+++ Supplied data +++

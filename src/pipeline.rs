//! End-to-end pipeline
//!
//! Acquire the dataset, build both producers, train, plot, evaluate, save and
//! run one example prediction. All state lives in the [`Trainer`] and the
//! producers created here; nothing is global.
//!
//! [`Trainer`]: crate::training::Trainer

use std::path::PathBuf;

use burn::module::AutodiffModule;
use burn::tensor::backend::AutodiffBackend;
use colored::Colorize;
use serde::{Deserialize, Serialize};
use tracing::info;

use crate::config::PipelineConfig;
use crate::dataset::{build_producers, ensure_dataset, AcquireOutcome, LabelTable};
use crate::inference::{PredictionResult, Predictor};
use crate::model::HandSignCnnConfig;
use crate::training::adam_trainer;
use crate::utils::charts::plot_history;
use crate::utils::error::Result;

pub const HISTORY_FILE: &str = "history.json";
pub const SUMMARY_FILE: &str = "summary.json";

/// What a finished run produced, written as `summary.json`
#[derive(Debug, Clone, Serialize, Deserialize)]
pub struct RunSummary {
    pub timestamp: String,
    pub epochs: usize,
    pub num_classes: usize,
    pub labels: Vec<String>,
    pub train_samples: usize,
    pub validation_samples: usize,
    pub final_train_accuracy: f64,
    pub validation_loss: f64,
    pub validation_accuracy: f64,
    pub best_epoch: Option<usize>,
    pub model_path: PathBuf,
    pub example_prediction: Option<PredictionResult>,
}

/// Run every stage with `config` on `device`
pub fn run_pipeline<B: AutodiffBackend>(
    config: &PipelineConfig,
    device: B::Device,
) -> Result<RunSummary> {
    config.validate()?;
    let output_dir = &config.output.dir;
    std::fs::create_dir_all(output_dir)?;

    println!("{}", "Acquiring Dataset...".cyan());
    match ensure_dataset(&config.dataset)? {
        AcquireOutcome::AlreadyPresent(dir) => info!("Dataset already present at {:?}", dir),
        AcquireOutcome::Downloaded(dir) => info!("Dataset extracted to {:?}", dir),
    }

    println!("{}", "Loading Splits...".cyan());
    let splits = build_producers(config)?;
    let (mut train, mut validation) = (splits.train, splits.validation);
    for stats in [train.stats(), validation.stats()].into_iter().flatten() {
        stats.print();
    }

    let labels = LabelTable::resolve(&config.labels, train.class_names())?;
    info!("Labels: {}", labels.labels().join(" "));

    let model_config = HandSignCnnConfig::new()
        .with_num_classes(train.num_classes())
        .with_input_size(config.training.image_size);
    info!(
        "Model: 3 conv blocks, {} flattened features, {} classes",
        model_config.flattened_features(),
        model_config.num_classes
    );

    println!("{}", "Training...".green().bold());
    let mut trainer = adam_trainer::<B>(model_config.clone(), config.training.clone(), device)?;
    trainer.fit(&mut train, &mut validation)?;

    let history = trainer.history();
    plot_history(history, output_dir)?;
    history.save(&output_dir.join(HISTORY_FILE))?;

    println!("{}", "Evaluating...".cyan());
    let evaluation = trainer.evaluate(&mut validation)?;
    println!(
        "  Validation loss: {:.4}  accuracy: {:.2}%",
        evaluation.loss,
        evaluation.accuracy * 100.0
    );

    let model_path = trainer.save(output_dir)?;
    let predictor = Predictor::new(
        trainer.model().valid(),
        model_config,
        labels.clone(),
        config.augmentation.rescale,
        trainer.device().clone(),
    )?;
    predictor.save(output_dir)?;

    let sample = config
        .output
        .sample_image
        .clone()
        .or_else(|| validation.sample(0).map(|(path, _)| path.to_path_buf()));
    let example_prediction = match sample {
        Some(path) => {
            let prediction = predictor.predict_file(&path)?;
            println!("{}", "Example Prediction:".cyan().bold());
            print!("{}", prediction.display());
            Some(prediction)
        }
        None => None,
    };

    let summary = RunSummary {
        timestamp: chrono::Local::now().to_rfc3339(),
        epochs: history.len(),
        num_classes: labels.len(),
        labels: labels.labels().to_vec(),
        train_samples: train.len(),
        validation_samples: validation.len(),
        final_train_accuracy: history.last().map(|m| m.accuracy).unwrap_or(0.0),
        validation_loss: evaluation.loss,
        validation_accuracy: evaluation.accuracy,
        best_epoch: history.best_epoch().map(|m| m.epoch),
        model_path,
        example_prediction,
    };
    std::fs::write(
        output_dir.join(SUMMARY_FILE),
        serde_json::to_string_pretty(&summary)?,
    )?;

    println!(
        "{} Outputs written to {}",
        "Done!".green().bold(),
        output_dir.display()
    );
    Ok(summary)
}

#[cfg(test)]
mod tests {
    use super::*;
    use crate::dataset::loader::tests::write_toy_split;
    use crate::inference::{Preprocessing, LABELS_FILE, PREPROCESS_FILE};
    use burn::backend::Autodiff;
    use burn_ndarray::NdArray;

    fn toy_config(root: &std::path::Path) -> PipelineConfig {
        let mut config = PipelineConfig::default();
        config.dataset.extract_root = root.join("extracted");
        config.training.epochs = 1;
        config.training.batch_size = 4;
        config.labels.table = vec!["A".into(), "B".into()];
        config.output.dir = root.join("output");
        config
    }

    #[test]
    fn test_toy_run_writes_every_artifact() {
        let dir = tempfile::tempdir().unwrap();
        let config = toy_config(dir.path());
        let ds = config.dataset.dataset_dir();
        write_toy_split(&ds.join("Train"), &["A", "B"], 4);
        write_toy_split(&ds.join("Val"), &["A", "B"], 2);

        let summary = run_pipeline::<Autodiff<NdArray>>(&config, Default::default()).unwrap();

        assert_eq!(summary.epochs, 1);
        assert_eq!(summary.num_classes, 2);
        assert_eq!(summary.train_samples, 8);
        let prediction = summary.example_prediction.unwrap();
        assert_eq!(prediction.probabilities.len(), 2);
        assert!((prediction.probabilities.iter().sum::<f32>() - 1.0).abs() < 1e-4);

        let out = &config.output.dir;
        for file in [
            "model.mpk",
            "model_config.json",
            LABELS_FILE,
            PREPROCESS_FILE,
            HISTORY_FILE,
            SUMMARY_FILE,
            "accuracy.svg",
            "loss.svg",
        ] {
            assert!(out.join(file).exists(), "missing {file}");
        }
        let saved = Preprocessing::load(&out.join(PREPROCESS_FILE)).unwrap();
        assert_eq!(saved.rescale, config.augmentation.rescale);
    }

    #[test]
    fn test_strict_label_mismatch_stops_before_training() {
        let dir = tempfile::tempdir().unwrap();
        let mut config = toy_config(dir.path());
        config.labels.table = vec!["X".into(), "Y".into()];
        let ds = config.dataset.dataset_dir();
        write_toy_split(&ds.join("Train"), &["A", "B"], 2);
        write_toy_split(&ds.join("Test"), &["A", "B"], 1);

        let result = run_pipeline::<Autodiff<NdArray>>(&config, Default::default());
        assert!(matches!(
            result,
            Err(crate::utils::error::HandSignError::LabelMismatch { .. })
        ));
        assert!(!config.output.dir.join("model.mpk").exists());
    }
}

+++

Give back every entry above, complete and exact.

* _Exercise result_
filename src/pipeline.rs
//! End-to-end pipeline
//!
//! Acquire the dataset, build both producers, train, plot, evaluate, save and
//! run one example prediction. All state lives in the [`Trainer`] and the
//! producers created here; nothing is global.
//!
//! [`Trainer`]: crate::training::Trainer

use std::path::PathBuf;

use burn::module::AutodiffModule;
use burn::tensor::backend::AutodiffBackend;
use colored::Colorize;
use serde::{Deserialize, Serialize};
use tracing::info;

use crate::config::PipelineConfig;
use crate::dataset::{build_producers, ensure_dataset, AcquireOutcome, LabelTable};
use crate::inference::{PredictionResult, Predictor};
use crate::model::HandSignCnnConfig;
use crate::training::adam_trainer;
use crate::utils::charts::plot_history;
use crate::utils::error::Result;

pub const HISTORY_FILE: &str = "history.json";
pub const SUMMARY_FILE: &str = "summary.json";

/// What a finished run produced, written as `summary.json`
#[derive(Debug, Clone, Serialize, Deserialize)]
pub struct RunSummary {
    pub timestamp: String,
    pub epochs: usize,
    pub num_classes: usize,
    pub labels: Vec<String>,
    pub train_samples: usize,
    pub validation_samples: usize,
    pub final_train_accuracy: f64,
    pub validation_loss: f64,
    pub validation_accuracy: f64,
    pub best_epoch: Option<usize>,
    pub model_path: PathBuf,
    pub example_prediction: Option<PredictionResult>,
}

/// Run every stage with `config` on `device`
pub fn run_pipeline<B: AutodiffBackend>(
    config: &PipelineConfig,
    device: B::Device,
) -> Result<RunSummary> {
    config.validate()?;
    let output_dir = &config.output.dir;
    std::fs::create_dir_all(output_dir)?;

    println!("{}", "Acquiring Dataset...".cyan());
    match ensure_dataset(&config.dataset)? {
        AcquireOutcome::AlreadyPresent(dir) => info!("Dataset already present at {:?}", dir),
        AcquireOutcome::Downloaded(dir) => info!("Dataset extracted to {:?}", dir),
    }

    println!("{}", "Loading Splits...".cyan());
    let splits = build_producers(config)?;
    let (mut train, mut validation) = (splits.train, splits.validation);
    for stats in [train.stats(), validation.stats()].into_iter().flatten() {
        stats.print();
    }

    let labels = LabelTable::resolve(&config.labels, train.class_names())?;
    info!("Labels: {}", labels.labels().join(" "));

    let model_config = HandSignCnnConfig::new()
        .with_num_classes(train.num_classes())
        .with_input_size(config.training.image_size);
    info!(
        "Model: 3 conv blocks, {} flattened features, {} classes",
        model_config.flattened_features(),
        model_config.num_classes
    );

    println!("{}", "Training...".green().bold());
    let mut trainer = adam_trainer::<B>(model_config.clone(), config.training.clone(), device)?;
    trainer.fit(&mut train, &mut validation)?;

    let history = trainer.history();
    plot_history(history, output_dir)?;
    history.save(&output_dir.join(HISTORY_FILE))?;

    println!("{}", "Evaluating...".cyan());
    let evaluation = trainer.evaluate(&mut validation)?;
    println!(
        "  Validation loss: {:.4}  accuracy: {:.2}%",
        evaluation.loss,
        evaluation.accuracy * 100.0
    );

    let model_path = trainer.save(output_dir)?;
    let predictor = Predictor::new(
        trainer.model().valid(),
        model_config,
        labels.clone(),
        config.augmentation.rescale,
        trainer.device().clone(),
    )?;
    predictor.save(output_dir)?;

    let sample = config
        .output
        .sample_image
        .clone()
        .or_else(|| validation.sample(0).map(|(path, _)| path.to_path_buf()));
    let example_prediction = match sample {
        Some(path) => {
            let prediction = predictor.predict_file(&path)?;
            println!("{}", "Example Prediction:".cyan().bold());
            print!("{}", prediction.display());
            Some(prediction)
        }
        None => None,
    };

    let summary = RunSummary {
        timestamp: chrono::Local::now().to_rfc3339(),
        epochs: history.len(),
        num_classes: labels.len(),
        labels: labels.labels().to_vec(),
        train_samples: train.len(),
        validation_samples: validation.len(),
        final_train_accuracy: history.last().map(|m| m.accuracy).unwrap_or(0.0),
        validation_loss: evaluation.loss,
        validation_accuracy: evaluation.accuracy,
        best_epoch: history.best_epoch().map(|m| m.epoch),
        model_path,
        example_prediction,
    };
    std::fs::write(
        output_dir.join(SUMMARY_FILE),
        serde_json::to_string_pretty(&summary)?,
    )?;

    println!(
        "{} Outputs written to {}",
        "Done!".green().bold(),
        output_dir.display()
    );
    Ok(summary)
}

#[cfg(test)]
mod tests {
    use super::*;
    use crate::dataset::loader::tests::write_toy_split;
    use crate::inference::{Preprocessing, LABELS_FILE, PREPROCESS_FILE};
    use burn::backend::Autodiff;
    use burn_ndarray::NdArray;

    fn toy_config(root: &std::path::Path) -> PipelineConfig {
        let mut config = PipelineConfig::default();
        config.dataset.extract_root = root.join("extracted");
        config.training.epochs = 1;
        config.training.batch_size = 4;
        config.labels.table = vec!["A".into(), "B".into()];
        config.output.dir = root.join("output");
        config
    }

    #[test]
    fn test_toy_run_writes_every_artifact() {
        let dir = tempfile::tempdir().unwrap();
        let config = toy_config(dir.path());
        let ds = config.dataset.dataset_dir();
        write_toy_split(&ds.join("Train"), &["A", "B"], 4);
        write_toy_split(&ds.join("Val"), &["A", "B"], 2);

        let summary = run_pipeline::<Autodiff<NdArray>>(&config, Default::default()).unwrap();

        assert_eq!(summary.epochs, 1);
        assert_eq!(summary.num_classes, 2);
        assert_eq!(summary.train_samples, 8);
        let prediction = summary.example_prediction.unwrap();
        assert_eq!(prediction.probabilities.len(), 2);
        assert!((prediction.probabilities.iter().sum::<f32>() - 1.0).abs() < 1e-4);

        let out = &config.output.dir;
        for file in [
            "model.mpk",
            "model_config.json",
            LABELS_FILE,
            PREPROCESS_FILE,
            HISTORY_FILE,
            SUMMARY_FILE,
            "accuracy.svg",
            "loss.svg",
        ] {
            assert!(out.join(file).exists(), "missing {file}");
        }
        let saved = Preprocessing::load(&out.join(PREPROCESS_FILE)).unwrap();
        assert_eq!(saved.rescale, config.augmentation.rescale);
    }

    #[test]
    fn test_strict_label_mismatch_stops_before_training() {
        let dir = tempfile::tempdir().unwrap();
        let mut config = toy_config(dir.path());
        config.labels.table = vec!["X".into(), "Y".into()];
        let ds = config.dataset.dataset_dir();
        write_toy_split(&ds.join("Train"), &["A", "B"], 2);
        write_toy_split(&ds.join("Test"), &["A", "B"], 1);

        let result = run_pipeline::<Autodiff<NdArray>>(&config, Default::default());
        assert!(matches!(
            result,
            Err(crate::utils::error::HandSignError::LabelMismatch { .. })
        ));
        assert!(!config.output.dir.join("model.mpk").exists());
    }
}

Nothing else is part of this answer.